Prevention, monitoring and treatment of cardiovascular adverse events in myeloma patients receiving carfilzomib A consensus paper by the European Myeloma Network and the Italian Society of Arterial Hypertension
Journal Paper/Review - Apr 8, 2019
Bringhen S, Ludwig H, Driessen Christoph, Auner H W, Caers J, Gramatzki M, Dimopoulos M A, Boccadoro M, Einsele H, Sonneveld P, Cavo M, Goldschmidt H, Milan A, D'Agostino M, Ferri C, Wäsch R, Gay F, Larocca A, Offidani M, Zweegman S, Terpos E, Engelhardt M
The novel proteasome inhibitor carfilzomib alone or in combination with other agents is already one of the standard therapies for relapsed and/or refractory multiple myeloma (MM) patients and produces impressive response rates in newly diagnosed MM as well. However, carfilzomib-related cardiovascular adverse events (CVAEs) - including hypertension (all grades: 12.2%; grade ≥3: 4.3%), heart failure (all grades: 4.1%; grade ≥3: 2.5%) and ischemic heart disease (all grades: 1.8%; grade ≥3: 0.8%) - may lead to treatment suspensions. At present, there are neither prospective studies nor expert consensus on the prevention, monitoring and treatment of CVAEs in myeloma patients treated with carfilzomib.

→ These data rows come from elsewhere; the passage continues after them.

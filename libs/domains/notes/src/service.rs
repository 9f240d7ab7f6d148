//! Note Service - Business logic layer

use std::sync::Arc;

use mongodb::Database;
use mongodb::bson::doc;
use tokio::sync::Mutex;
use tracing::instrument;
use validator::Validate;

use mongo_repository::{BaseRepository, FindOptions, ReadOptions, RepositoryConfig};
use pagination::{Pagination, walk_pages};

use crate::error::{NoteError, NoteResult};
use crate::models::{CreateNote, Note, NoteFilter, UpdateNote};

/// Collection backing the notes domain.
pub const NOTES_COLLECTION: &str = "notes";

/// Note service providing business logic operations.
///
/// The service layer handles validation and business rules on top of the
/// generic repository. Notes are soft-deleted: deleted notes stay in the
/// collection but disappear from every read path.
pub struct NoteService {
    repository: Arc<BaseRepository<Note>>,
}

impl NoteService {
    /// Create a new NoteService on the given database.
    pub fn new(db: Database) -> Self {
        let repository = BaseRepository::with_config(
            db,
            NOTES_COLLECTION,
            RepositoryConfig::with_soft_delete(),
        );
        Self {
            repository: Arc::new(repository),
        }
    }

    /// The underlying repository, for bootstrap tasks and tests.
    pub fn repository(&self) -> &BaseRepository<Note> {
        &self.repository
    }

    /// Create a new note
    #[instrument(skip(self, input), fields(note_title = %input.title))]
    pub async fn create_note(&self, input: CreateNote) -> NoteResult<Note> {
        input
            .validate()
            .map_err(|e| NoteError::Validation(e.to_string()))?;

        let note = self.repository.create(&Note::new(input)).await?;
        tracing::info!(note_id = ?note.id, "Note created successfully");
        Ok(note)
    }

    /// Get a note by its hex id
    #[instrument(skip(self))]
    pub async fn get_note(&self, id: &str) -> NoteResult<Note> {
        self.repository
            .find_by_id(id, ReadOptions::default())
            .await?
            .ok_or(NoteError::NotFound)
    }

    /// List one page of notes plus the total matching count.
    #[instrument(skip(self))]
    pub async fn list_notes(
        &self,
        filter: NoteFilter,
        window: Pagination,
    ) -> NoteResult<(Vec<Note>, u64)> {
        let filter = filter.to_document();

        let options = FindOptions::default()
            .skip(window.offset)
            .limit(window.page_size as i64)
            .sort(doc! { "created_at": -1 });
        let notes = self.repository.find(filter.clone(), options).await?;
        let total = self.repository.count(filter, ReadOptions::default()).await?;

        Ok((notes, total))
    }

    /// Update an existing note
    #[instrument(skip(self, input))]
    pub async fn update_note(&self, id: &str, input: UpdateNote) -> NoteResult<Note> {
        input
            .validate()
            .map_err(|e| NoteError::Validation(e.to_string()))?;
        if input.is_empty() {
            return Err(NoteError::Validation("No fields to update".to_string()));
        }

        self.repository
            .update_by_id(id, input.into_update_document(), Default::default())
            .await?
            .ok_or(NoteError::NotFound)
    }

    /// Soft-delete a note. The record stays in the collection but
    /// disappears from reads.
    #[instrument(skip(self))]
    pub async fn delete_note(&self, id: &str) -> NoteResult<()> {
        self.repository
            .soft_delete_by_id(id)
            .await?
            .map(|_| ())
            .ok_or(NoteError::NotFound)
    }

    /// Permanently remove a note. Unlike [`delete_note`](Self::delete_note)
    /// this is a hard delete: the record is gone, soft-deleted or not.
    #[instrument(skip(self))]
    pub async fn purge_note(&self, id: &str) -> NoteResult<()> {
        self.repository
            .delete_by_id(id)
            .await?
            .map(|_| ())
            .ok_or(NoteError::NotFound)
    }

    /// Count notes matching the filter
    #[instrument(skip(self))]
    pub async fn count_notes(&self, filter: NoteFilter) -> NoteResult<u64> {
        let count = self
            .repository
            .count(filter.to_document(), ReadOptions::default())
            .await?;
        Ok(count)
    }

    /// Collect every matching note by walking pages until exhaustion.
    ///
    /// Uses the default window size; intended for export-style endpoints
    /// where the caller wants the full result set rather than one page.
    #[instrument(skip(self))]
    pub async fn export_notes(&self, filter: NoteFilter) -> NoteResult<Vec<Note>> {
        let collected = Arc::new(Mutex::new(Vec::new()));
        let filter = filter.to_document();

        let sink = collected.clone();
        let repository = self.repository.clone();
        walk_pages::<Note, NoteError, _, _>(
            move |window| {
                let repository = repository.clone();
                let filter = filter.clone();
                let sink = sink.clone();
                async move {
                    let options = FindOptions::default()
                        .skip(window.offset)
                        .limit(window.page_size as i64)
                        .sort(doc! { "created_at": 1 });
                    let page = repository.find(filter, options).await?;
                    sink.lock().await.extend(page.iter().cloned());
                    Ok(page)
                }
            },
            None,
        )
        .await?;

        let collected = Arc::try_unwrap(collected)
            .map_err(|_| NoteError::Internal("export sink still shared".to_string()))?;
        Ok(collected.into_inner())
    }
}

An expert panel of the European Myeloma Network in collaboration with the Italian Society of Arterial Hypertension and with the endorsement of the European Hematology Association aimed to provide recommendations to support health professionals in selecting the best management strategies for patients, considering the impact on outcome and the risk-benefit ratio of diagnostic and therapeutic tools, thereby achieving myeloma response with novel combination approaches whilst preventing CVAEs.
Patients scheduled to receive carfilzomib need a careful cardiovascular evaluation before treatment and an accurate follow-up during treatment.
A detailed clinical assessment before starting carfilzomib treatment is essential to identify patients at risk for CVAEs, and accurate monitoring of blood pressure and of early signs and symptoms suggestive of cardiac dysfunction remains pivotal to safely administer carfilzomib without treatment interruptions or dose reductions.